» REQUIRED WORK
Below are records; repeat them all exactly.

» Data entries
"""
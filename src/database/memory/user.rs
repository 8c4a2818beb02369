use chrono::Utc;
use std::sync::atomic::Ordering;
use uuid::Uuid;

use crate::{
    config::{
        datatype::{Timestamp, UserId},
        Config,
    },
    user::*,
};

use super::store::{self, TokenRecord, UserRecord};

pub async fn user_register(data: &UserRegisterData) -> Result<UserRegisterResponse, ()> {
    if store::user_email_map.contains_key(&data.email) {
        return Ok(UserRegisterResponse::EmailRegistered);
    }

    let user_id = store::last_user_id.fetch_add(1, Ordering::SeqCst) + 1;

    store::users.insert(
        user_id,
        UserRecord {
            info: UserInfo {
                user_id,
                user_name: data.user_name.clone(),
                role: data.role,
            },
            email: data.email.clone(),
            password: data.password.clone(),
        },
    );
    store::user_email_map.insert(data.email.clone(), user_id);

    return Ok(UserRegisterResponse::Success { user_id });
}

pub async fn user_login(data: &UserLoginData) -> Result<UserLoginResponse, ()> {
    let user_id = match store::user_email_map.get(&data.email) {
        Some(guard) => *guard,
        None => return Ok(UserLoginResponse::UserNotFound),
    };

    let role = match store::users.get(&user_id) {
        Some(record) => {
            if record.password != data.password {
                return Ok(UserLoginResponse::PasswordError);
            }
            record.info.role
        }
        None => return Err(()),
    };

    let token = Uuid::new_v4().simple().to_string();
    store::tokens.insert(
        token.clone(),
        TokenRecord {
            caller: Caller { user_id, role },
            timestamp: Utc::now().timestamp_millis() as Timestamp,
        },
    );

    return Ok(UserLoginResponse::Success {
        user_id,
        role,
        token,
    });
}

pub async fn authenticate_token(token: &str) -> Result<Caller, AuthState> {
    let record = match store::tokens.get(&token.to_string()) {
        Some(record) => record,
        None => return Err(AuthState::TokenError),
    };

    let now = Utc::now().timestamp_millis() as Timestamp;
    if now - record.timestamp > (Config::get().user.token_expire_time as Timestamp) * 1000 {
        return Err(AuthState::TokenExpired);
    }

    return Ok(record.caller);
}

pub async fn get_user_info(user_id: UserId) -> Result<Option<UserInfo>, ()> {
    return Ok(store::users
        .get(&user_id)
        .map(|record| record.info.clone()));
}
"""
» TASK SOLUTION
filename src/database/memory/user.rs
repository 8c4a2818beb02369
use chrono::Utc;
use std::sync::atomic::Ordering;
use uuid::Uuid;

use crate::{
    config::{
        datatype::{Timestamp, UserId},
        Config,
    },
    user::*,
};

use super::store::{self, TokenRecord, UserRecord};

pub async fn user_register(data: &UserRegisterData) -> Result<UserRegisterResponse, ()> {
    if store::user_email_map.contains_key(&data.email) {
        return Ok(UserRegisterResponse::EmailRegistered);
    }

    let user_id = store::last_user_id.fetch_add(1, Ordering::SeqCst) + 1;

    store::users.insert(
        user_id,
        UserRecord {
            info: UserInfo {
                user_id,
                user_name: data.user_name.clone(),
                role: data.role,
            },
            email: data.email.clone(),
            password: data.password.clone(),
        },
    );
    store::user_email_map.insert(data.email.clone(), user_id);

    return Ok(UserRegisterResponse::Success { user_id });
}

pub async fn user_login(data: &UserLoginData) -> Result<UserLoginResponse, ()> {
    let user_id = match store::user_email_map.get(&data.email) {
        Some(guard) => *guard,
        None => return Ok(UserLoginResponse::UserNotFound),
    };

    let role = match store::users.get(&user_id) {
        Some(record) => {
            if record.password != data.password {
                return Ok(UserLoginResponse::PasswordError);
            }
            record.info.role
        }
        None => return Err(()),
    };

    let token = Uuid::new_v4().simple().to_string();
    store::tokens.insert(
        token.clone(),
        TokenRecord {
            caller: Caller { user_id, role },
            timestamp: Utc::now().timestamp_millis() as Timestamp,
        },
    );

    return Ok(UserLoginResponse::Success {
        user_id,
        role,
        token,
    });
}

pub async fn authenticate_token(token: &str) -> Result<Caller, AuthState> {
    let record = match store::tokens.get(&token.to_string()) {
        Some(record) => record,
        None => return Err(AuthState::TokenError),
    };

    let now = Utc::now().timestamp_millis() as Timestamp;
    if now - record.timestamp > (Config::get().user.token_expire_time as Timestamp) * 1000 {
        return Err(AuthState::TokenExpired);
    }

    return Ok(record.caller);
}

pub async fn get_user_info(user_id: UserId) -> Result<Option<UserInfo>, ()> {
    return Ok(store::users
        .get(&user_id)
        .map(|record| record.info.clone()));
}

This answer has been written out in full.